Reproduce the records exactly through the line with "The render map".

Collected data
========
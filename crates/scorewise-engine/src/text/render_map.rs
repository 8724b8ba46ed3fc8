use serde::{Deserialize, Serialize};
use uuid::Uuid;

use crate::text::{Span, char_len};

/// Where a rendered text node's content came from.
#[derive(Debug, Clone, PartialEq, Eq, Serialize, Deserialize)]
#[serde(tag = "kind", rename_all = "snake_case")]
pub enum TextOrigin {
    /// Verbatim run of the source text beginning at char offset `start`.
    Source { start: usize },
    /// Replacement text of a correction covering `span` of the source.
    Replacement { correction_id: Uuid, span: Span },
}

/// One rendered text node: what the reader sees, plus its source origin.
#[derive(Debug, Clone, PartialEq, Eq, Serialize, Deserialize)]
pub struct RenderNode {
    pub text: String,
    pub origin: TextOrigin,
}

impl RenderNode {
    /// Rendered length in chars.
    pub fn char_len(&self) -> usize {
        char_len(&self.text)
    }
}

/// A caret position inside a rendered view: node index plus char offset
/// within that node's rendered text.
#[derive(Debug, Clone, Copy, PartialEq, Eq, PartialOrd, Ord, Hash, Serialize, Deserialize)]
pub struct RenderedPosition {
    pub node: usize,
    pub offset: usize,
}

impl RenderedPosition {
    pub fn new(node: usize, offset: usize) -> Self {
        Self { node, offset }
    }
}

/// Which end of a selection a position represents.
///
/// Positions on a node boundary, or inside replacement text, resolve
/// differently depending on whether they open or close the selection.
#[derive(Debug, Clone, Copy, PartialEq, Eq)]
pub enum Edge {
    Start,
    End,
}

/// Ordered rendered text nodes of one essay view.
///
/// The render map is the abstract "rendered position → source offset"
/// interface: any UI that can report which node and which char within it a
/// caret sits in can be mapped back to the plain-text source, with no
/// dependency on a particular toolkit's selection API.
#[derive(Debug, Clone, Default, PartialEq, Eq, Serialize, Deserialize)]
pub struct RenderMap {
    nodes: Vec<RenderNode>,
}

impl RenderMap {
    pub fn new() -> Self {
        Self::default()
    }

    /// Map for a markup-free rendering of `source`: one verbatim node.
    pub fn plain(source: &str) -> Self {
        let mut map = Self::new();
        map.push_source(source, 0);
        map
    }

    /// Append a verbatim source run. Empty runs are skipped.
    pub fn push_source(&mut self, text: &str, start: usize) {
        if text.is_empty() {
            return;
        }
        self.nodes.push(RenderNode {
            text: text.to_string(),
            origin: TextOrigin::Source { start },
        });
    }

    /// Append a correction's replacement text. Kept even when empty so the
    /// correction stays addressable.
    pub fn push_replacement(&mut self, text: &str, correction_id: Uuid, span: Span) {
        self.nodes.push(RenderNode {
            text: text.to_string(),
            origin: TextOrigin::Replacement {
                correction_id,
                span,
            },
        });
    }

    pub fn nodes(&self) -> &[RenderNode] {
        &self.nodes
    }

    pub fn get(&self, node: usize) -> Option<&RenderNode> {
        self.nodes.get(node)
    }

    pub fn len(&self) -> usize {
        self.nodes.len()
    }

    pub fn is_empty(&self) -> bool {
        self.nodes.is_empty()
    }

    /// Concatenated rendered text, as the reader sees it.
    pub fn rendered_text(&self) -> String {
        self.nodes.iter().map(|n| n.text.as_str()).collect()
    }

    /// Total rendered length in chars.
    pub fn rendered_len(&self) -> usize {
        self.nodes.iter().map(RenderNode::char_len).sum()
    }

    /// Translate a rendered position into a source char offset.
    ///
    /// Inside a verbatim node this is `node.start + offset`. Inside replacement
    /// text there is no 1:1 mapping, so the position snaps to the replaced
    /// span: an opening edge snaps to its start (unless it sits at the very
    /// end of the replacement), a closing edge to its end (unless it sits at
    /// the very beginning).
    pub fn source_offset(&self, position: RenderedPosition, edge: Edge) -> Option<usize> {
        let node = self.nodes.get(position.node)?;
        let len = node.char_len();
        if position.offset > len {
            return None;
        }

        let offset = match (&node.origin, edge) {
            (TextOrigin::Source { start }, _) => start + position.offset,
            (TextOrigin::Replacement { span, .. }, Edge::Start) => {
                if len > 0 && position.offset == len {
                    span.end
                } else {
                    span.start
                }
            }
            (TextOrigin::Replacement { span, .. }, Edge::End) => {
                if position.offset == 0 {
                    span.start
                } else {
                    span.end
                }
            }
        };
        Some(offset)
    }

    /// Find the node position of a flat rendered char offset.
    ///
    /// On a boundary between two nodes an opening edge lands at the start of
    /// the following node and a closing edge at the end of the preceding one.
    pub fn locate(&self, rendered_offset: usize, edge: Edge) -> Option<RenderedPosition> {
        let mut consumed = 0;
        for (index, node) in self.nodes.iter().enumerate() {
            let len = node.char_len();
            let inside = match edge {
                Edge::Start => rendered_offset < consumed + len,
                Edge::End => rendered_offset <= consumed + len,
            };
            if inside && rendered_offset >= consumed {
                return Some(RenderedPosition::new(index, rendered_offset - consumed));
            }
            consumed += len;
        }

        // An opening edge at the very end belongs to the last node.
        if rendered_offset == consumed {
            let last = self.nodes.len().checked_sub(1)?;
            return Some(RenderedPosition::new(last, self.nodes[last].char_len()));
        }
        None
    }

    /// Rendered text between two positions, as the reader saw it selected.
    pub fn rendered_between(&self, from: RenderedPosition, to: RenderedPosition) -> Option<String> {
        if to < from {
            return None;
        }
        let mut text = String::new();
        for index in from.node..=to.node {
            let node = self.nodes.get(index)?;
            let len = node.char_len();
            let start = if index == from.node { from.offset } else { 0 };
            let end = if index == to.node { to.offset } else { len };
            if start > len || end > len {
                return None;
            }
            text.extend(node.text.chars().skip(start).take(end.saturating_sub(start)));
        }
        Some(text)
    }

    /// Correction id rendered at a node, for resolving clicks.
    pub fn correction_at(&self, node: usize) -> Option<Uuid> {
        match self.nodes.get(node)?.origin {
            TextOrigin::Replacement { correction_id, .. } => Some(correction_id),
            TextOrigin::Source { .. } => None,
        }
    }
}
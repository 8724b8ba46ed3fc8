use serde::{Deserialize, Serialize};
use uuid::Uuid;

use super::{Correction, CorrectionError, RangeProblem, normalize_note};
use crate::text::{CharIndex, Span};

/// Non-overlapping corrections of one essay, sorted by start offset.
///
/// Serialized as a plain list. Deserializing runs every item through
/// [`insert`](CorrectionSet::insert), so a list with empty spans, overlaps or
/// repeated ids is rejected. Bounds are checked once the text is known.
#[derive(Debug, Clone, Default, PartialEq, Eq, Serialize, Deserialize)]
#[serde(into = "Vec<Correction>", try_from = "Vec<Correction>")]
pub struct CorrectionSet {
    items: Vec<Correction>,
}

impl CorrectionSet {
    pub fn new() -> Self {
        Self::default()
    }

    /// Build a set from stored corrections, validating each against `original`.
    ///
    /// Order of the input does not matter; overlaps and out-of-range spans
    /// are rejected exactly as [`insert`](Self::insert) would.
    pub fn from_corrections(
        original: &str,
        corrections: impl IntoIterator<Item = Correction>,
    ) -> Result<Self, CorrectionError> {
        let index = CharIndex::new(original);
        let mut set = Self::new();
        for correction in corrections {
            if index.slice(correction.span()) != Some(correction.original_text.as_str()) {
                log::warn!(
                    "correction {} no longer matches the essay text at {}",
                    correction.id,
                    correction.span()
                );
            }
            set.insert(correction, index.char_len())?;
        }
        Ok(set)
    }

    /// Create a correction over `span` of `original` and insert it.
    ///
    /// The replaced source text is captured from `original`.
    pub fn create(
        &mut self,
        original: &str,
        span: Span,
        corrected_text: impl Into<String>,
        teacher_note: Option<String>,
    ) -> Result<&Correction, CorrectionError> {
        let index = CharIndex::new(original);
        let captured = index.slice(span).unwrap_or_default();
        let correction = Correction::new(span, captured, corrected_text, teacher_note);
        self.insert(correction, index.char_len())
    }

    /// Insert a correction into an essay of `text_len` chars.
    ///
    /// Rejects empty spans, spans past the end, reused ids, and any span that
    /// intersects an existing correction. Touching spans are allowed.
    pub fn insert(
        &mut self,
        correction: Correction,
        text_len: usize,
    ) -> Result<&Correction, CorrectionError> {
        correction.check_bounds(text_len)?;
        if self.get(correction.id).is_some() {
            return Err(CorrectionError::DuplicateId(correction.id));
        }

        let span = correction.span();
        let at = self.items.partition_point(|c| c.start_index < span.start);
        let neighbours = at.checked_sub(1).into_iter().chain(std::iter::once(at));
        for i in neighbours {
            if let Some(existing) = self.items.get(i)
                && existing.span().intersects(span)
            {
                return Err(CorrectionError::InvalidRange {
                    span,
                    problem: RangeProblem::Overlaps { other: existing.id },
                });
            }
        }

        self.items.insert(at, correction);
        Ok(&self.items[at])
    }

    /// Change the replacement text and note of an existing correction.
    /// The anchored span never moves.
    pub fn edit(
        &mut self,
        id: Uuid,
        corrected_text: impl Into<String>,
        teacher_note: Option<String>,
    ) -> Result<&Correction, CorrectionError> {
        let correction = self
            .items
            .iter_mut()
            .find(|c| c.id == id)
            .ok_or(CorrectionError::NotFound(id))?;
        correction.corrected_text = corrected_text.into();
        correction.teacher_note = normalize_note(teacher_note);
        Ok(correction)
    }

    /// Delete a correction, returning it.
    pub fn remove(&mut self, id: Uuid) -> Result<Correction, CorrectionError> {
        let at = self
            .items
            .iter()
            .position(|c| c.id == id)
            .ok_or(CorrectionError::NotFound(id))?;
        Ok(self.items.remove(at))
    }

    pub fn get(&self, id: Uuid) -> Option<&Correction> {
        self.items.iter().find(|c| c.id == id)
    }

    /// The correction covering source offset `offset`, if any.
    pub fn find_at(&self, offset: usize) -> Option<&Correction> {
        let at = self.items.partition_point(|c| c.start_index <= offset);
        let candidate = self.items.get(at.checked_sub(1)?)?;
        candidate.span().contains(offset).then_some(candidate)
    }

    pub fn iter(&self) -> impl Iterator<Item = &Correction> {
        self.items.iter()
    }

    pub fn as_slice(&self) -> &[Correction] {
        &self.items
    }

    pub fn len(&self) -> usize {
        self.items.len()
    }

    pub fn is_empty(&self) -> bool {
        self.items.is_empty()
    }
}

impl TryFrom<Vec<Correction>> for CorrectionSet {
    type Error = CorrectionError;

    fn try_from(items: Vec<Correction>) -> Result<Self, Self::Error> {
        let mut set = Self::new();
        for correction in items {
            set.insert(correction, usize::MAX)?;
        }
        Ok(set)
    }
}

impl From<CorrectionSet> for Vec<Correction> {
    fn from(set: CorrectionSet) -> Self {
        set.items
    }
}

impl<'a> IntoIterator for &'a CorrectionSet {
    type Item = &'a Correction;
    type IntoIter = std::slice::Iter<'a, Correction>;

    fn into_iter(self) -> Self::IntoIter {
        self.items.iter()
    }
}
========
ANSWER TO THIS TASK ::
filename crates/scorewise-engine/src/text/render_map.rs
repository 8724b8ba46ed3fc8
use serde::{Deserialize, Serialize};
use uuid::Uuid;

use crate::text::{Span, char_len};

/// Where a rendered text node's content came from.
#[derive(Debug, Clone, PartialEq, Eq, Serialize, Deserialize)]
#[serde(tag = "kind", rename_all = "snake_case")]
pub enum TextOrigin {
    /// Verbatim run of the source text beginning at char offset `start`.
    Source { start: usize },
    /// Replacement text of a correction covering `span` of the source.
    Replacement { correction_id: Uuid, span: Span },
}

/// One rendered text node: what the reader sees, plus its source origin.
#[derive(Debug, Clone, PartialEq, Eq, Serialize, Deserialize)]
pub struct RenderNode {
    pub text: String,
    pub origin: TextOrigin,
}

impl RenderNode {
    /// Rendered length in chars.
    pub fn char_len(&self) -> usize {
        char_len(&self.text)
    }
}

/// A caret position inside a rendered view: node index plus char offset
/// within that node's rendered text.
#[derive(Debug, Clone, Copy, PartialEq, Eq, PartialOrd, Ord, Hash, Serialize, Deserialize)]
pub struct RenderedPosition {
    pub node: usize,
    pub offset: usize,
}

impl RenderedPosition {
    pub fn new(node: usize, offset: usize) -> Self {
        Self { node, offset }
    }
}

/// Which end of a selection a position represents.
///
/// Positions on a node boundary, or inside replacement text, resolve
/// differently depending on whether they open or close the selection.
#[derive(Debug, Clone, Copy, PartialEq, Eq)]
pub enum Edge {
    Start,
    End,
}

/// Ordered rendered text nodes of one essay view.
///
/// The render map is the abstract "rendered position → source offset"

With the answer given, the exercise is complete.